Now, some of you snippity folk out there may point me to the Apple KB article which recommends discharging and recharging your battery therapeutically. Yes, I know Apple says that. The reason Apple says that is because your battery is more than just a bunch of Li-Ion or LiPo cells strung together. Remember how I mentioned that lithium cells are both finicky and dangerous? Remember the Sony battery fiasco, when we had Dells turning into fire-plumes left and right? That’s what I mean. Li* cells ALWAYS retain a charge, even when your computer cries and shuts down. This is because if any individual cell is allowed to deplete past about 3.2V, it is more or less ruined. If any individual cell is allowed to charge past about 4.2V, it can puff and rupture. If it ruptures, you’re mixing lithium and water. Anybody remember what happens then?
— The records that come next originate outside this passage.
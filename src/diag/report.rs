//! Text and JSON rendering of diagnostic bundles

use std::fmt;
use std::path::{Path, PathBuf};
use std::str::FromStr;

use serde::{Deserialize, Serialize};
use tokio::fs;
use tracing::info;

use super::runner::DiagnosticBundle;

const HEADER_RULE_WIDTH: usize = 80;
const COMMAND_RULE_WIDTH: usize = 60;

/// Report writing errors
#[derive(Debug, thiserror::Error)]
pub enum ReportError {
    #[error("IO error: {0}")]
    Io(#[from] std::io::Error),

    #[error("JSON error: {0}")]
    Json(#[from] serde_json::Error),
}

#[derive(Debug, Clone, Copy, PartialEq, Eq, Default, Serialize, Deserialize)]
#[serde(rename_all = "lowercase")]
pub enum ReportFormat {
    #[default]
    Text,
    Json,
}

impl ReportFormat {
    pub fn extension(self) -> &'static str {
        match self {
            ReportFormat::Text => "txt",
            ReportFormat::Json => "json",
        }
    }
}

impl fmt::Display for ReportFormat {
    fn fmt(&self, f: &mut fmt::Formatter<'_>) -> fmt::Result {
        match self {
            ReportFormat::Text => f.write_str("text"),
            ReportFormat::Json => f.write_str("json"),
        }
    }
}

impl FromStr for ReportFormat {
    type Err = String;

    fn from_str(s: &str) -> Result<Self, Self::Err> {
        match s.to_ascii_lowercase().as_str() {
            "text" | "txt" => Ok(ReportFormat::Text),
            "json" => Ok(ReportFormat::Json),
            other => Err(format!("unknown report format '{}' (expected text or json)", other)),
        }
    }
}

/// Fixed-layout ASCII report
pub fn render_text(bundle: &DiagnosticBundle) -> String {
    let header_rule = "=".repeat(HEADER_RULE_WIDTH);
    let command_rule = "#".repeat(COMMAND_RULE_WIDTH);

    let mut out = String::new();
    out.push_str(&header_rule);
    out.push('\n');
    out.push_str("Cisco Diagnostic Report\n");
    out.push_str(&format!("Device: {}\n", bundle.device()));
    out.push_str(&format!("Hostname: {}\n", bundle.hostname()));
    out.push_str(&format!("Generated: {}\n", bundle.timestamp()));
    out.push_str(&header_rule);
    out.push_str("\n\n");

    for (command, output) in bundle.diagnostics() {
        out.push_str(&format!("\n{}\n", command_rule));
        out.push_str(&format!("# Command: {}\n", command));
        out.push_str(&format!("{}\n\n", command_rule));
        out.push_str(output);
        out.push_str("\n\n");
    }

    out
}

/// The bundle as JSON with two-space indentation
pub fn render_json(bundle: &DiagnosticBundle) -> Result<String, serde_json::Error> {
    serde_json::to_string_pretty(bundle)
}

pub fn render(bundle: &DiagnosticBundle, format: ReportFormat) -> Result<String, ReportError> {
    Ok(match format {
        ReportFormat::Text => render_text(bundle),
        ReportFormat::Json => render_json(bundle)?,
    })
}

fn file_safe(part: &str) -> String {
    part.chars()
        .map(|c| if matches!(c, '/' | '\\') { '_' } else { c })
        .collect()
}

/// `cisco_report_{hostname}_{timestamp}.{ext}`
pub fn default_filename(bundle: &DiagnosticBundle, format: ReportFormat) -> String {
    let hostname = if bundle.hostname().is_empty() {
        "unknown"
    } else {
        bundle.hostname()
    };
    format!(
        "cisco_report_{}_{}.{}",
        file_safe(hostname),
        file_safe(bundle.timestamp()),
        format.extension()
    )
}

/// Where a report goes: the explicit path, or the default file name inside
/// `dir` (current directory when `None`)
pub fn report_path(
    bundle: &DiagnosticBundle,
    format: ReportFormat,
    explicit: Option<&Path>,
    dir: Option<&Path>,
) -> PathBuf {
    match explicit {
        Some(path) => path.to_path_buf(),
        None => {
            let name = default_filename(bundle, format);
            dir.map(|d| d.join(&name)).unwrap_or_else(|| PathBuf::from(name))
        }
    }
}

/// Render and write the report, creating parent directories as needed
pub async fn write_report(
    bundle: &DiagnosticBundle,
    format: ReportFormat,
    path: &Path,
) -> Result<PathBuf, ReportError> {
    let contents = render(bundle, format)?;

    if let Some(parent) = path.parent().filter(|p| !p.as_os_str().is_empty()) {
        fs::create_dir_all(parent).await?;
    }
    fs::write(path, contents).await?;

    match format {
        ReportFormat::Text => info!("Report saved to: {}", path.display()),
        ReportFormat::Json => info!("JSON report saved to: {}", path.display()),
    }
    Ok(path.to_path_buf())
}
Anyways, the battery you put in your computer has a little bitty microcontroller whose job it is to maintain the battery voltage within nominal ranges. Sometimes its measurements can become offset, making it cut off the battery power—to “save” the battery from destruction—before it’s really necessary. Depleting and recharging the battery will recalibrate that microcontroller, but it costs you a cycle.
That’s also why you shouldn’t leave fully-charged batteries in the heat, by the way—as temperature increases, the voltage of the cell increases. If a cell is already at 4.2V, that increase can cause failure. Same with extreme cold and fully-depleted cells.